Le général-major Yahya Rahim Safavi, conseiller militaire personnel de l'ayatollah Ali Khamenei, guide suprême de la république islamique d’Iran, a annoncé, il y a quelques jours, que 22 pays à travers le monde ont adressé à Téhéran des demandes officielles en vue d’acquérir des drones militaires de fabrication iranienne.
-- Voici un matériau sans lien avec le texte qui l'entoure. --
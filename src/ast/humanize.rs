//! Renders a syntax tree back into source form.

use crate::syntax::token::ERROR_LEXEME;

use super::{
    expression::{
        BinaryExpression, CallExpression, ConditionalExpression, GroupExpression, Identifier,
        LiteralBoolean, LiteralNumber, LiteralString, PostfixExpression, PrefixExpression,
        PropertyExpression,
    },
    node::AstNode,
    statement::{
        FunctionDeclaration, ModuleDeclaration, ModuleRoot, Parameter, ParameterList,
        RecoveryNode, ReturnStatement, StatementBlock, VariableDefinition,
    },
    visit::AstVisitor,
    writer::SourceWriter,
};

/// Pretty-printer. Re-parsing its output yields a tree that prints the same.
#[derive(Debug, Default, Clone, Copy)]
pub struct Humanizer;

/// Renders any node with a fresh [`Humanizer`].
pub fn humanize<N: AstNode + ?Sized>(node: &N) -> String {
    let mut writer = SourceWriter::new();
    node.accept(&mut Humanizer, &mut writer);
    writer.finish()
}

impl Humanizer {
    fn separated<N: AstNode>(&mut self, nodes: &[N], separator: &str, out: &mut SourceWriter) {
        for (index, node) in nodes.iter().enumerate() {
            if index > 0 {
                out.write(separator);
            }
            node.accept(self, out);
        }
    }
}

impl AstVisitor<(), SourceWriter> for Humanizer {
    fn visit_identifier(&mut self, node: &Identifier, out: &mut SourceWriter) {
        out.write(node.name());
    }

    fn visit_literal_boolean(&mut self, node: &LiteralBoolean, out: &mut SourceWriter) {
        out.write(if node.value { "true" } else { "false" });
    }

    fn visit_literal_number(&mut self, node: &LiteralNumber, out: &mut SourceWriter) {
        out.write(&node.value.to_string());
    }

    fn visit_literal_string(&mut self, node: &LiteralString, out: &mut SourceWriter) {
        // No escapes, so pick the delimiter the contents do not use.
        let quote = if node.value.contains('\'') { "\"" } else { "'" };
        out.write(quote);
        out.write_verbatim(&node.value);
        out.write(quote);
    }

    fn visit_binary(&mut self, node: &BinaryExpression, out: &mut SourceWriter) {
        node.left.accept(self, out);
        out.write(" ");
        out.write(node.operator.lexeme());
        out.write(" ");
        node.right.accept(self, out);
    }

    fn visit_prefix(&mut self, node: &PrefixExpression, out: &mut SourceWriter) {
        let lexeme = node.operator.lexeme();
        out.write(lexeme);
        // `- -a` printed as `--a` would lex as a decrement.
        let operand = node.expression.first_token().text();
        if lexeme.chars().next().is_some_and(|ch| operand.starts_with(ch)) {
            out.write(" ");
        }
        node.expression.accept(self, out);
    }

    fn visit_postfix(&mut self, node: &PostfixExpression, out: &mut SourceWriter) {
        node.expression.accept(self, out);
        out.write(node.operator.lexeme());
    }

    fn visit_call(&mut self, node: &CallExpression, out: &mut SourceWriter) {
        node.receiver.accept(self, out);
        out.write("(");
        self.separated(&node.arguments, ", ", out);
        out.write(")");
    }

    fn visit_property(&mut self, node: &PropertyExpression, out: &mut SourceWriter) {
        node.receiver.accept(self, out);
        out.write(".");
        node.property.accept(self, out);
    }

    fn visit_group(&mut self, node: &GroupExpression, out: &mut SourceWriter) {
        out.write("(");
        node.expression.accept(self, out);
        out.write(")");
    }

    fn visit_conditional(&mut self, node: &ConditionalExpression, out: &mut SourceWriter) {
        out.write("if ");
        node.condition.accept(self, out);
        out.write(" then ");
        node.then_expression.accept(self, out);
        out.write(" else ");
        node.else_expression.accept(self, out);
    }

    fn visit_return(&mut self, node: &ReturnStatement, out: &mut SourceWriter) {
        out.write("return ");
        node.expression.accept(self, out);
    }

    fn visit_variable(&mut self, node: &VariableDefinition, out: &mut SourceWriter) {
        out.write("let ");
        node.name.accept(self, out);
        if let Some(type_annotation) = &node.type_annotation {
            out.write(": ");
            type_annotation.accept(self, out);
        }
        if let Some(value) = &node.initial_value {
            out.write(" = ");
            value.accept(self, out);
        }
    }

    fn visit_recovery(&mut self, _node: &RecoveryNode, out: &mut SourceWriter) {
        out.write(ERROR_LEXEME);
    }

    fn visit_block(&mut self, node: &StatementBlock, out: &mut SourceWriter) {
        if node.statements.is_empty() {
            out.write("{}");
            return;
        }
        out.write("{");
        out.indent();
        for statement in &node.statements {
            out.write("\n");
            statement.accept(self, out);
        }
        out.dedent();
        out.write("\n}");
    }

    fn visit_parameter(&mut self, node: &Parameter, out: &mut SourceWriter) {
        node.name.accept(self, out);
        if let Some(type_annotation) = &node.type_annotation {
            out.write(": ");
            type_annotation.accept(self, out);
        }
        if let Some(value) = &node.default_value {
            out.write(" = ");
            value.accept(self, out);
        }
    }

    fn visit_parameter_list(&mut self, node: &ParameterList, out: &mut SourceWriter) {
        out.write("(");
        self.separated(&node.parameters, ", ", out);
        out.write(")");
    }

    fn visit_function(&mut self, node: &FunctionDeclaration, out: &mut SourceWriter) {
        out.write("func ");
        node.name.accept(self, out);
        node.parameters.accept(self, out);
        if let Some(return_type) = &node.return_type {
            out.write(": ");
            return_type.accept(self, out);
        }
        if let Some(body) = &node.body {
            out.write(" -> ");
            body.accept(self, out);
        }
    }

    fn visit_module(&mut self, node: &ModuleDeclaration, out: &mut SourceWriter) {
        self.separated(&node.declarations, "\n", out);
    }

    fn visit_module_root(&mut self, node: &ModuleRoot, out: &mut SourceWriter) {
        self.separated(&node.modules, "\n", out);
    }
}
Le «succès» des drones iraniens, qu'utilise l’armée russe dans le conflit en Ukraine a fortement contribué à augmenter les rangs de leurs clients.
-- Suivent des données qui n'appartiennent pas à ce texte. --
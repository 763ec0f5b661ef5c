/// String builder that indents every line it starts.
#[derive(Debug, Clone)]
pub struct SourceWriter {
    out: String,
    level: usize,
    unit: &'static str,
    at_line_start: bool,
}

impl Default for SourceWriter {
    fn default() -> Self {
        Self::new()
    }
}

impl SourceWriter {
    pub fn new() -> Self {
        Self::with_indent_unit("  ")
    }

    pub fn with_indent_unit(unit: &'static str) -> Self {
        Self {
            out: String::new(),
            level: 0,
            unit,
            at_line_start: true,
        }
    }

    pub fn indent(&mut self) {
        self.level += 1;
    }

    pub fn dedent(&mut self) {
        self.level = self.level.saturating_sub(1);
    }

    /// Appends `text`. Indentation is inserted before the first character
    /// of each non-empty line.
    pub fn write(&mut self, text: &str) {
        for ch in text.chars() {
            if ch == '\n' {
                self.out.push('\n');
                self.at_line_start = true;
                continue;
            }
            if self.at_line_start {
                for _ in 0..self.level {
                    self.out.push_str(self.unit);
                }
                self.at_line_start = false;
            }
            self.out.push(ch);
        }
    }

    /// Appends `text` with no indentation inside it. Used for string
    /// literal contents, where inserted spaces would change the value.
    pub fn write_verbatim(&mut self, text: &str) {
        if text.is_empty() {
            return;
        }
        if self.at_line_start {
            for _ in 0..self.level {
                self.out.push_str(self.unit);
            }
        }
        self.out.push_str(text);
        self.at_line_start = text.ends_with('\n');
    }

    pub fn writeln(&mut self, text: &str) {
        self.write(text);
        self.write("\n");
    }

    pub fn as_str(&self) -> &str {
        &self.out
    }

    pub fn finish(self) -> String {
        self.out
    }
}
Selon ce haut responsable militaire, dont la déclaration a été reprise par l’agence de presse officielle iranienne (IRNA) et relayée par plusieurs journaux et sites locaux, les principaux alliés de l’Iran, en dehors de l’Asie, à savoir l’Algérie, en Afrique du nord, et le Venezuela, en Amérique du sud, figurent en tête des gros clients ayant commandé des drones militaires iraniens.
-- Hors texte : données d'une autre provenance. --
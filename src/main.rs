use std::{
    env, fs,
    io::{self, Read},
    process,
};

use lumen::{
    FrontendError, ParseOutcome,
    ast::{dump_tree, humanize},
    diagnostics::{Diagnostic, FailFast},
    parse_batch, parse_source,
    syntax::{SourceFile, tokenize},
};
use tracing_subscriber::EnvFilter;

#[derive(Debug, Clone, Copy, PartialEq, Eq)]
enum Output {
    Format,
    Tree,
    Tokens,
}

fn main() {
    init_tracing();

    let mut args: Vec<String> = env::args().skip(1).collect();
    if args
        .iter()
        .any(|arg| arg == "-h" || arg == "--help" || arg == "help")
    {
        print_help();
        return;
    }

    let json = take_flag(&mut args, "--json");
    let collect = take_flag(&mut args, "--collect");
    let Some(output) = extract_output(&mut args) else {
        process::exit(2);
    };
    if let Some(unknown) = args.iter().find(|arg| arg.starts_with("--")) {
        eprintln!("Error: unknown flag `{unknown}`.");
        print_help();
        process::exit(2);
    }

    let sources = match load_sources(&args) {
        Ok(sources) => sources,
        Err(err) => {
            eprintln!("Error: {err}");
            process::exit(1);
        }
    };

    let ok = match output {
        Output::Tokens => print_tokens(&sources, json),
        Output::Format | Output::Tree => {
            let outcomes = if collect {
                parse_batch(&sources)
            } else {
                sources
                    .iter()
                    .map(|source| ParseOutcome {
                        source: source.clone(),
                        result: parse_source(source, FailFast),
                        diagnostics: Vec::new(),
                    })
                    .collect()
            };
            print_outcomes(&outcomes, output, json)
        }
    };

    if !ok {
        process::exit(1);
    }
}

fn init_tracing() {
    let filter = EnvFilter::try_from_default_env().unwrap_or_else(|_| EnvFilter::new("lumen=warn"));
    tracing_subscriber::fmt()
        .with_env_filter(filter)
        .with_writer(io::stderr)
        .with_ansi(false)
        .init();
}

fn take_flag(args: &mut Vec<String>, flag: &str) -> bool {
    let present = args.iter().any(|arg| arg == flag);
    if present {
        args.retain(|arg| arg != flag);
    }
    present
}

fn extract_output(args: &mut Vec<String>) -> Option<Output> {
    let mut output = Output::Format;
    let mut i = 0;
    while i < args.len() {
        if args[i] == "--output" {
            if i + 1 >= args.len() {
                eprintln!("Usage: lumen --output <format|tree|tokens> [file ...]");
                return None;
            }
            let value = args.remove(i + 1);
            args.remove(i);
            output = match value.as_str() {
                "format" => Output::Format,
                "tree" => Output::Tree,
                "tokens" => Output::Tokens,
                other => {
                    eprintln!("Error: unknown output `{other}`; expected format, tree or tokens.");
                    return None;
                }
            };
            continue;
        }
        i += 1;
    }
    Some(output)
}

fn load_sources(paths: &[String]) -> io::Result<Vec<SourceFile>> {
    if paths.is_empty() {
        let mut contents = String::new();
        io::stdin().read_to_string(&mut contents)?;
        return Ok(vec![SourceFile::named(contents, "<stdin>")]);
    }
    paths
        .iter()
        .map(|path| {
            fs::read_to_string(path)
                .map(|contents| SourceFile::named(contents, path.as_str()))
                .map_err(|err| io::Error::new(err.kind(), format!("{path}: {err}")))
        })
        .collect()
}

fn print_tokens(sources: &[SourceFile], json: bool) -> bool {
    let mut ok = true;
    for source in sources {
        match tokenize(source) {
            Ok(tokens) if json => match serde_json::to_string_pretty(&tokens) {
                Ok(text) => println!("{text}"),
                Err(err) => {
                    eprintln!("Error: could not serialize tokens: {err}");
                    ok = false;
                }
            },
            Ok(tokens) => {
                for token in &tokens {
                    println!("{token}");
                }
            }
            Err(err) => {
                eprintln!("{}: {err}", source.url().unwrap_or("<unknown>"));
                ok = false;
            }
        }
    }
    ok
}

fn print_outcomes(outcomes: &[ParseOutcome], output: Output, json: bool) -> bool {
    let mut ok = true;
    for outcome in outcomes {
        for diagnostic in &outcome.diagnostics {
            print_diagnostic(diagnostic, json);
            ok = false;
        }
        match &outcome.result {
            Ok(root) => {
                let text = match output {
                    Output::Tree => dump_tree(root),
                    _ => humanize(root),
                };
                println!("{text}");
            }
            Err(FrontendError::Lex(err)) => {
                eprintln!("{}: {err}", outcome.source.url().unwrap_or("<unknown>"));
                ok = false;
            }
            Err(FrontendError::Parse(err)) => {
                print_diagnostic(err.diagnostic(), json);
                ok = false;
            }
        }
    }
    ok
}

fn print_diagnostic(diagnostic: &Diagnostic, json: bool) {
    if !json {
        eprintln!("{}\n", diagnostic.render());
        return;
    }
    match serde_json::to_string(&diagnostic.to_record()) {
        Ok(line) => eprintln!("{line}"),
        Err(err) => eprintln!("Error: could not serialize diagnostic: {err}"),
    }
}

fn print_help() {
    println!(
        "\
Lumen front end

Usage:
  lumen [flags] [file ...]

Reads standard input when no file is given.

Flags:
  --output <mode>    format (default): re-render the parsed source
                     tree: dump the syntax tree
                     tokens: list the lexed tokens
  --json             Print tokens and diagnostics as JSON
  --collect          Keep parsing after recoverable errors and report them all
  -h, --help         Show this help

Environment:
  RUST_LOG           Log filter (default: lumen=warn)"
    );
}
Ce n’est certes pas la première fois que l’Algérie se dote de ce type d’armement, puisque son armée dispose déjà, depuis au moins une décennie, de nombreux drones sud-africains, chinois, émiratis ou turcs. Mais jusqu’ici, Alger n’a jamais communiqué ni sur ses fournisseurs en drones militaires, ni sur leur nombre ou la nature de leur mission (espionnage, tirs ou guidage de missiles…). Ce qui est nouveau, donc, c’est que Téhéran divulgue la liste des clients de ses drones militaires, parmi lesquels on retrouve bien évidemment ses principaux alliés idéologiques, dont l’Algérie.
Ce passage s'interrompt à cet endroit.